> **Exercise**
Using the entries below, copy out all lines where "children" is found.

BEGIN Provided entries

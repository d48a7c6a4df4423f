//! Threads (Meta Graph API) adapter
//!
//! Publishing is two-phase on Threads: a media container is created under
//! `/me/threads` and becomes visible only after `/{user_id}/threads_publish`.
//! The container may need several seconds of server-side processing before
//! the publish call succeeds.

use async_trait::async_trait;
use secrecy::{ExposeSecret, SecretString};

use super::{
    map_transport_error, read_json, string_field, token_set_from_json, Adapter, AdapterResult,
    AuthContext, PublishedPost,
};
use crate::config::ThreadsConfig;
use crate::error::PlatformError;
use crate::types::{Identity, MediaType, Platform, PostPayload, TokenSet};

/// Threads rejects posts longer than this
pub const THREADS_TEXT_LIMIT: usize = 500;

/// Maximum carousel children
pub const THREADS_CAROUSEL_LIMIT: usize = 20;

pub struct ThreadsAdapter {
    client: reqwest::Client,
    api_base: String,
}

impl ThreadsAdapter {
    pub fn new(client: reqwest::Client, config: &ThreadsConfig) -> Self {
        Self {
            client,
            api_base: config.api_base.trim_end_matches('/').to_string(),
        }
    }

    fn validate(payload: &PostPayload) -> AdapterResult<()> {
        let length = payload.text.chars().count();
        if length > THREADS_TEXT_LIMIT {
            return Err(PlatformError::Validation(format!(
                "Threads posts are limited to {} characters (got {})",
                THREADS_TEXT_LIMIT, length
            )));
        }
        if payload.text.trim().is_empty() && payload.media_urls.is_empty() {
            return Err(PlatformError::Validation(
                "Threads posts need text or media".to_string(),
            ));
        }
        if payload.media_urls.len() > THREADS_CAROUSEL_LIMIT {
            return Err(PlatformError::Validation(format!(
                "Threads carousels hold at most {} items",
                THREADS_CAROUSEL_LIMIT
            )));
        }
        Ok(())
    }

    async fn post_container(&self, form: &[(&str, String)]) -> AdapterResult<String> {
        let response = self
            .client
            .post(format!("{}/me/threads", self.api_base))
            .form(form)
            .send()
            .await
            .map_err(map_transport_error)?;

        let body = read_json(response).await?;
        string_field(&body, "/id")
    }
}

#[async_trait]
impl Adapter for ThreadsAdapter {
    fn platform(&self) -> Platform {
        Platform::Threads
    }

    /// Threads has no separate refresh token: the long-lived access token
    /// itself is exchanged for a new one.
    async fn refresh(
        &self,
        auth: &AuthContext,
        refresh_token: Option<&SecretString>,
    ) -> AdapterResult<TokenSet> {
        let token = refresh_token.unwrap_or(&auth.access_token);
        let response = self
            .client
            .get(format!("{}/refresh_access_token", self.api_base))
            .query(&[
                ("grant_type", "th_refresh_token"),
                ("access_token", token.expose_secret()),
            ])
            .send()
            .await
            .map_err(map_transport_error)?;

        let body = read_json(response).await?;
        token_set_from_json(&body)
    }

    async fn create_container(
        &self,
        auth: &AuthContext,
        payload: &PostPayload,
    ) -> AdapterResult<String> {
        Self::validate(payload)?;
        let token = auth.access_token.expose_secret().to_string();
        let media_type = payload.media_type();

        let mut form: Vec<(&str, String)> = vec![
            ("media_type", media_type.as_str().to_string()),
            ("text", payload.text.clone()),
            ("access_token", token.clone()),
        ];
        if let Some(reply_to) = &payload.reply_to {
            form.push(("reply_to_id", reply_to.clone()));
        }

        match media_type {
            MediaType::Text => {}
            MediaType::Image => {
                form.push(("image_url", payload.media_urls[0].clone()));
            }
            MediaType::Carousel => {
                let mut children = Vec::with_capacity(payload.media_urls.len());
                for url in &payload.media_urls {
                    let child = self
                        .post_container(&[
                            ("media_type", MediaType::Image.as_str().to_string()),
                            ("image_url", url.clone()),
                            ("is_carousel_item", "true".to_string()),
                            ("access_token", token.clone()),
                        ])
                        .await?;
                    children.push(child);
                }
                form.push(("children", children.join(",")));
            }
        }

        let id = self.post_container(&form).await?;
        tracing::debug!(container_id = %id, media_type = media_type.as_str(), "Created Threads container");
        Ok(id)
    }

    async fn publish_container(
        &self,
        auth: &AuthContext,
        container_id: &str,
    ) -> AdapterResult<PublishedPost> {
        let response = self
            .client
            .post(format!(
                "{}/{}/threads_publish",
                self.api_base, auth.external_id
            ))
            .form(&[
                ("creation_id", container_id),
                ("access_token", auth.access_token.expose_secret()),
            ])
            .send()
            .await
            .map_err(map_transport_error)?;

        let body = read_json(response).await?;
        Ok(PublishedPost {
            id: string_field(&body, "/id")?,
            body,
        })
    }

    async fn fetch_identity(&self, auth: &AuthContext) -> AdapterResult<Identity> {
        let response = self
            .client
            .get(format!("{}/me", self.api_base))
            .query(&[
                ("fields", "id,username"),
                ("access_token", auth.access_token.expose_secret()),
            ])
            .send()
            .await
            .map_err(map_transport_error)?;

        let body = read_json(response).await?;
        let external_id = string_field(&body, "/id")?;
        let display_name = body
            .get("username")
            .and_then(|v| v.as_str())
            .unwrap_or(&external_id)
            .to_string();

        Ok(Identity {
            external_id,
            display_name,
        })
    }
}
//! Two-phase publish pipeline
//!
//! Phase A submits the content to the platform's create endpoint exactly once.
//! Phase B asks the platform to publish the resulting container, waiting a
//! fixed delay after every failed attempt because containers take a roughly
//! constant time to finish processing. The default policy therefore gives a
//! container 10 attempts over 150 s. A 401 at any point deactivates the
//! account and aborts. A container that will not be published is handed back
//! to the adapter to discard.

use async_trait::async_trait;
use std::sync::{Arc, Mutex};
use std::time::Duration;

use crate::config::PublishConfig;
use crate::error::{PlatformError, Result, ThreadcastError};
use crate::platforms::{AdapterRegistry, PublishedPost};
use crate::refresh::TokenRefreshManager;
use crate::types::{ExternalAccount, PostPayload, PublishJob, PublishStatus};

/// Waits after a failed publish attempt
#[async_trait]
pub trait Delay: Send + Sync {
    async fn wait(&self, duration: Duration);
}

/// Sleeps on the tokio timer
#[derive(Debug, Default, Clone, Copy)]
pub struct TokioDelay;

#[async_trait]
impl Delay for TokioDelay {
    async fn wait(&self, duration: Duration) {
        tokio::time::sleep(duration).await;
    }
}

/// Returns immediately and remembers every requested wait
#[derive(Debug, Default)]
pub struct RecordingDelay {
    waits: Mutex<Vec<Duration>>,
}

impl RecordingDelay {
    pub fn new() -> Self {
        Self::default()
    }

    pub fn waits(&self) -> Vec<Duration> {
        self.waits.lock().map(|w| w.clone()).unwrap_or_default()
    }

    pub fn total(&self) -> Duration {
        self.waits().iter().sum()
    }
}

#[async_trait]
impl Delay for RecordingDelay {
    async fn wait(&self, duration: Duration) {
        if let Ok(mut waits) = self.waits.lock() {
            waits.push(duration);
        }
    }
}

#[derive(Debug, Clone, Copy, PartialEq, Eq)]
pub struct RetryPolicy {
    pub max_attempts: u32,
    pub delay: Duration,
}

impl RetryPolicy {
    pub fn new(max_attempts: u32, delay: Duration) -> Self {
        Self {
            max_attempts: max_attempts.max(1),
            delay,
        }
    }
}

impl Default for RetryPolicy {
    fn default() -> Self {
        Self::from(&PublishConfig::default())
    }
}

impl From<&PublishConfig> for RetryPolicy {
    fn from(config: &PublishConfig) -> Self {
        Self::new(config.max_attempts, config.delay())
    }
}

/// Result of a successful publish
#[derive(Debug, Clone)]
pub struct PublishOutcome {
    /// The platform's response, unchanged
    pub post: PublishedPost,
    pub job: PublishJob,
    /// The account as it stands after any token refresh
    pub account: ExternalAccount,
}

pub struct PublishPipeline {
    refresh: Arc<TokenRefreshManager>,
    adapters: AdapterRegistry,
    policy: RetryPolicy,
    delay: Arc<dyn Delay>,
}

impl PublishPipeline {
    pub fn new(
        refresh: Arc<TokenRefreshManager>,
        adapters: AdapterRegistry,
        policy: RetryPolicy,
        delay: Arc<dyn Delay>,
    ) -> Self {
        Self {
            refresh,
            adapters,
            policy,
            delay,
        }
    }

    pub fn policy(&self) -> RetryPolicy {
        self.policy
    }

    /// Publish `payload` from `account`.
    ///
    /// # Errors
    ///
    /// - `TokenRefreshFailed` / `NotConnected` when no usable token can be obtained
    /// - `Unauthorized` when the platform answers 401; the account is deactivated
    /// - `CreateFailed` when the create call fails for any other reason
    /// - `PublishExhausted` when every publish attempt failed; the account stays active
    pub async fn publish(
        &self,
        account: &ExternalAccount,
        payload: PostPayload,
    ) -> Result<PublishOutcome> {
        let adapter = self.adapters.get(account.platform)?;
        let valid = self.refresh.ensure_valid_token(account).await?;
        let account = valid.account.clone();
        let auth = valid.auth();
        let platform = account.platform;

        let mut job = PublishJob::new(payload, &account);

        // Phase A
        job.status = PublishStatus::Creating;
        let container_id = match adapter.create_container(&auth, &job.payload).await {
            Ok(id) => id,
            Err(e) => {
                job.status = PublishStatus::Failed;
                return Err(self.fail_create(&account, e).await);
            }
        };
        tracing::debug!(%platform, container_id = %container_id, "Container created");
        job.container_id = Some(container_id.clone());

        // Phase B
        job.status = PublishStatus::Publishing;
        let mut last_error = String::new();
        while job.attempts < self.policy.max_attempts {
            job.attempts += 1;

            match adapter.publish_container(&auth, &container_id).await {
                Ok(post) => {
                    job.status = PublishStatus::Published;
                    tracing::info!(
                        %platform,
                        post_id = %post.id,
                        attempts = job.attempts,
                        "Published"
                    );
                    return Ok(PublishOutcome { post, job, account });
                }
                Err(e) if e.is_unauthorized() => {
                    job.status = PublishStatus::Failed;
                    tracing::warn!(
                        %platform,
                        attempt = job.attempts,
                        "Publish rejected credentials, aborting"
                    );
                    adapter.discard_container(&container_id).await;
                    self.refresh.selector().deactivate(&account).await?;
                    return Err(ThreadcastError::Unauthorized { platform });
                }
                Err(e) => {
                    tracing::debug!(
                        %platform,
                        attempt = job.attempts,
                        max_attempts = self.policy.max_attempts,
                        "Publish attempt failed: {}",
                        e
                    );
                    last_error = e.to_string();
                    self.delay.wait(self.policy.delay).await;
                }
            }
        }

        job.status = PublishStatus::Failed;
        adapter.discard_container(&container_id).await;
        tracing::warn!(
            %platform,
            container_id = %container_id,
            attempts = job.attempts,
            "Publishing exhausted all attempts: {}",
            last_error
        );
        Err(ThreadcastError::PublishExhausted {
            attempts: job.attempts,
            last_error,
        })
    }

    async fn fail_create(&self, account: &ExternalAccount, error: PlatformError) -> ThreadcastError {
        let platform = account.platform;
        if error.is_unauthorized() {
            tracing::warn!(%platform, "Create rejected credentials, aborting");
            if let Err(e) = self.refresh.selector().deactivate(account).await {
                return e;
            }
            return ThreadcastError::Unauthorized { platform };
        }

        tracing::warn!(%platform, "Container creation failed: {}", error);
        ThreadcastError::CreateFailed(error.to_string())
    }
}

END Provided entries

> **Output for this exercise**
/// Maximum carousel children
                let mut children = Vec::with_capacity(payload.media_urls.len());
                    children.push(child);
                form.push(("children", children.join(",")));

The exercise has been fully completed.